## Stored data
====
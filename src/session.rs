//! Cart sessions
//!
//! A session is a recorded sequence of cart commands (the events a storefront UI would send)
//! that can be replayed against a [`Cart`] using a menu [`Fixture`] to resolve ids.

use serde::Deserialize;
use thiserror::Error;
use tracing::{debug, info};

use crate::{
    cart::Cart,
    customizations::CustomizationSet,
    fixtures::{Fixture, FixtureError},
};

/// Errors raised while replaying a session.
#[derive(Debug, Error)]
pub enum SessionError {
    /// A command referenced a product or customization that is not in the menu.
    #[error("command {index} ({op}) failed: {source}")]
    Command {
        /// Position of the command in the session
        index: usize,

        /// Command name
        op: &'static str,

        /// Lookup failure
        #[source]
        source: FixtureError,
    },
}

/// Wrapper for a session in YAML
#[derive(Debug, Deserialize)]
pub struct SessionFixture {
    /// Commands, in the order they are replayed
    pub commands: Vec<CartCommand>,
}

/// A single cart command.
#[derive(Debug, Clone, PartialEq, Eq, Deserialize)]
#[serde(tag = "op", rename_all = "snake_case")]
pub enum CartCommand {
    /// Add units of a product with customizations.
    Add {
        /// Product key
        product: String,

        /// Customization keys
        #[serde(default)]
        customizations: Vec<String>,

        /// Units to add
        #[serde(default = "default_quantity")]
        quantity: u32,
    },

    /// Remove a line.
    Remove {
        /// Product key
        product: String,

        /// Customization keys
        #[serde(default)]
        customizations: Vec<String>,
    },

    /// Add one unit to a line.
    Increase {
        /// Product key
        product: String,

        /// Customization keys
        #[serde(default)]
        customizations: Vec<String>,
    },

    /// Take one unit off a line.
    Decrease {
        /// Product key
        product: String,

        /// Customization keys
        #[serde(default)]
        customizations: Vec<String>,
    },

    /// Empty the cart.
    Clear,
}

fn default_quantity() -> u32 {
    1
}

impl CartCommand {
    /// Command name, as written in session files.
    pub fn op(&self) -> &'static str {
        match self {
            CartCommand::Add { .. } => "add",
            CartCommand::Remove { .. } => "remove",
            CartCommand::Increase { .. } => "increase",
            CartCommand::Decrease { .. } => "decrease",
            CartCommand::Clear => "clear",
        }
    }

    /// Apply the command to a cart.
    ///
    /// Adding requires the product to exist in the menu and to offer every customization. The
    /// other commands only need the customization ids to resolve; a product that is not in the
    /// cart is ignored by the cart.
    ///
    /// # Errors
    ///
    /// Returns a [`FixtureError`] if a product or customization key is not in the menu, or if an
    /// added product does not offer one of the customizations.
    pub fn apply(&self, cart: &mut Cart, fixture: &Fixture) -> Result<(), FixtureError> {
        match self {
            CartCommand::Add {
                product,
                customizations,
                quantity,
            } => {
                let product = fixture.product(product)?;
                let customizations = resolve(fixture, customizations)?;

                if let Some(id) = customizations.ids().find(|id| !product.offers(id)) {
                    return Err(FixtureError::CustomizationNotOffered {
                        product: product.id.clone(),
                        customization: id.to_string(),
                    });
                }

                cart.add_item_quantity(product.candidate(customizations), *quantity);
            }
            CartCommand::Remove {
                product,
                customizations,
            } => cart.remove_item(product, &resolve(fixture, customizations)?),
            CartCommand::Increase {
                product,
                customizations,
            } => cart.increase_qty(product, &resolve(fixture, customizations)?),
            CartCommand::Decrease {
                product,
                customizations,
            } => cart.decrease_qty(product, &resolve(fixture, customizations)?),
            CartCommand::Clear => cart.clear_cart(),
        }

        Ok(())
    }
}

fn resolve(fixture: &Fixture, keys: &[String]) -> Result<CustomizationSet, FixtureError> {
    keys.iter()
        .map(|key| fixture.customization(key).cloned())
        .collect()
}

/// A replayable list of cart commands.
#[derive(Debug, Clone, Default, PartialEq, Eq)]
pub struct Session {
    commands: Vec<CartCommand>,
}

impl Session {
    /// Create a session from commands.
    pub fn new(commands: impl Into<Vec<CartCommand>>) -> Self {
        Self {
            commands: commands.into(),
        }
    }

    /// The commands, in replay order.
    pub fn commands(&self) -> &[CartCommand] {
        &self.commands
    }

    /// Replay every command against the cart, stopping at the first failure.
    ///
    /// Commands before the failing one stay applied.
    ///
    /// # Errors
    ///
    /// Returns [`SessionError::Command`] for the first command whose ids do not resolve.
    pub fn replay(&self, cart: &mut Cart, fixture: &Fixture) -> Result<(), SessionError> {
        for (index, command) in self.commands.iter().enumerate() {
            command
                .apply(cart, fixture)
                .map_err(|source| SessionError::Command {
                    index,
                    op: command.op(),
                    source,
                })?;

            debug!(index, op = command.op(), "applied cart command");
        }

        info!(
            commands = self.commands.len(),
            lines = cart.len(),
            items = cart.total_items(),
            "replayed session"
        );

        Ok(())
    }
}

impl From<SessionFixture> for Session {
    fn from(fixture: SessionFixture) -> Self {
        Self::new(fixture.commands)
    }
}

#[cfg(test)]
mod tests {
    use std::{fs, path::Path};

    use rust_decimal::Decimal;
    use tempfile::tempdir;
    use testresult::TestResult;

    use crate::pricing::PricingPolicy;

    use super::*;

    const MENU: &str = r#"
currency: USD
customizations:
  c1: { name: Cheese, price: "1", type: topping }
  c2: { name: Bacon, price: "1", type: topping }
  dip: { name: Dip, price: "0.5", type: side }
menu:
  burger:
    name: Burger
    price: "10"
    customizations: [c1, c2]
  fries:
    name: Fries
    price: "3"
    customizations: [dip]
"#;

    fn menu_fixture(base: &Path) -> Result<Fixture, FixtureError> {
        fs::create_dir_all(base.join("menus"))?;
        fs::write(base.join("menus").join("test.yml"), MENU)?;

        let mut fixture = Fixture::with_base_path(base);
        fixture.load_menu("test")?;

        Ok(fixture)
    }

    #[test]
    fn commands_parse_from_yaml() -> TestResult {
        let fixture: SessionFixture = serde_norway::from_str(
            "commands:\n  - { op: add, product: burger, customizations: [c1] }\n  - { op: decrease, product: fries }\n  - { op: clear }\n",
        )?;

        assert_eq!(
            fixture.commands,
            vec![
                CartCommand::Add {
                    product: "burger".to_string(),
                    customizations: vec!["c1".to_string()],
                    quantity: 1,
                },
                CartCommand::Decrease {
                    product: "fries".to_string(),
                    customizations: Vec::new(),
                },
                CartCommand::Clear,
            ]
        );

        Ok(())
    }

    #[test]
    fn replay_applies_commands_in_order() -> TestResult {
        let dir = tempdir()?;
        let fixture = menu_fixture(dir.path())?;
        let mut cart = fixture.cart(PricingPolicy::default())?;

        let session = Session::new(vec![
            CartCommand::Add {
                product: "burger".to_string(),
                customizations: vec!["c2".to_string(), "c1".to_string()],
                quantity: 5,
            },
            CartCommand::Increase {
                product: "burger".to_string(),
                customizations: vec!["c1".to_string(), "c2".to_string()],
            },
            CartCommand::Add {
                product: "fries".to_string(),
                customizations: Vec::new(),
                quantity: 1,
            },
            CartCommand::Decrease {
                product: "fries".to_string(),
                customizations: Vec::new(),
            },
        ]);

        session.replay(&mut cart, &fixture)?;

        assert_eq!(cart.len(), 1);
        assert_eq!(cart.total_items(), 6);
        assert_eq!(cart.total_price(), Decimal::new(72, 0));
        assert_eq!(cart.final_price(), Decimal::new(684, 1));

        Ok(())
    }

    #[test]
    fn replay_reports_failing_command() -> TestResult {
        let dir = tempdir()?;
        let fixture = menu_fixture(dir.path())?;
        let mut cart = fixture.cart(PricingPolicy::default())?;

        let session = Session::new(vec![
            CartCommand::Add {
                product: "fries".to_string(),
                customizations: Vec::new(),
                quantity: 2,
            },
            CartCommand::Add {
                product: "pizza".to_string(),
                customizations: Vec::new(),
                quantity: 1,
            },
        ]);

        let result = session.replay(&mut cart, &fixture);

        assert!(matches!(
            result,
            Err(SessionError::Command {
                index: 1,
                op: "add",
                source: FixtureError::ProductNotFound(_),
            })
        ));
        assert_eq!(cart.total_items(), 2);

        Ok(())
    }

    #[test]
    fn adjusting_a_product_missing_from_the_cart_is_ignored() -> TestResult {
        let dir = tempdir()?;
        let fixture = menu_fixture(dir.path())?;
        let mut cart = fixture.cart(PricingPolicy::default())?;

        CartCommand::Remove {
            product: "ghost".to_string(),
            customizations: Vec::new(),
        }
        .apply(&mut cart, &fixture)?;

        assert!(cart.is_empty());

        Ok(())
    }

    #[test]
    fn unknown_customization_is_an_error() -> TestResult {
        let dir = tempdir()?;
        let fixture = menu_fixture(dir.path())?;
        let mut cart = fixture.cart(PricingPolicy::default())?;

        let result = CartCommand::Increase {
            product: "burger".to_string(),
            customizations: vec!["ghost".to_string()],
        }
        .apply(&mut cart, &fixture);

        assert!(matches!(
            result,
            Err(FixtureError::CustomizationNotFound(_))
        ));

        Ok(())
    }

    #[test]
    fn adding_a_customization_the_product_does_not_offer_is_an_error() -> TestResult {
        let dir = tempdir()?;
        let fixture = menu_fixture(dir.path())?;
        let mut cart = fixture.cart(PricingPolicy::default())?;

        let result = CartCommand::Add {
            product: "fries".to_string(),
            customizations: vec!["dip".to_string(), "c1".to_string()],
            quantity: 1,
        }
        .apply(&mut cart, &fixture);

        assert!(matches!(
            result,
            Err(FixtureError::CustomizationNotOffered { product, customization })
                if product == "fries" && customization == "c1"
        ));
        assert!(cart.is_empty());

        Ok(())
    }
}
====
## Activity
Transcribe the lines above between the line holding "name: Fries" and the line holding "session.replay(&mut cart, &fixture)?;", inclusive, exactly as they stand and with nothing added.

## Reply to the exercise
    name: Fries
    price: "3"
    customizations: [dip]
"#;

    fn menu_fixture(base: &Path) -> Result<Fixture, FixtureError> {
        fs::create_dir_all(base.join("menus"))?;
        fs::write(base.join("menus").join("test.yml"), MENU)?;

        let mut fixture = Fixture::with_base_path(base);
        fixture.load_menu("test")?;

        Ok(fixture)
    }

    #[test]
    fn commands_parse_from_yaml() -> TestResult {
        let fixture: SessionFixture = serde_norway::from_str(
            "commands:\n  - { op: add, product: burger, customizations: [c1] }\n  - { op: decrease, product: fries }\n  - { op: clear }\n",
        )?;

        assert_eq!(
            fixture.commands,
            vec![
                CartCommand::Add {
                    product: "burger".to_string(),
                    customizations: vec!["c1".to_string()],
                    quantity: 1,
                },
                CartCommand::Decrease {
                    product: "fries".to_string(),
                    customizations: Vec::new(),
                },
                CartCommand::Clear,
            ]
        );

        Ok(())
    }

    #[test]
    fn replay_applies_commands_in_order() -> TestResult {
        let dir = tempdir()?;
        let fixture = menu_fixture(dir.path())?;
        let mut cart = fixture.cart(PricingPolicy::default())?;

        let session = Session::new(vec![
            CartCommand::Add {
                product: "burger".to_string(),
                customizations: vec!["c2".to_string(), "c1".to_string()],
                quantity: 5,
            },
            CartCommand::Increase {
                product: "burger".to_string(),
                customizations: vec!["c1".to_string(), "c2".to_string()],
            },
            CartCommand::Add {
                product: "fries".to_string(),
                customizations: Vec::new(),
                quantity: 1,
            },
            CartCommand::Decrease {
                product: "fries".to_string(),
                customizations: Vec::new(),
            },
        ]);

        session.replay(&mut cart, &fixture)?;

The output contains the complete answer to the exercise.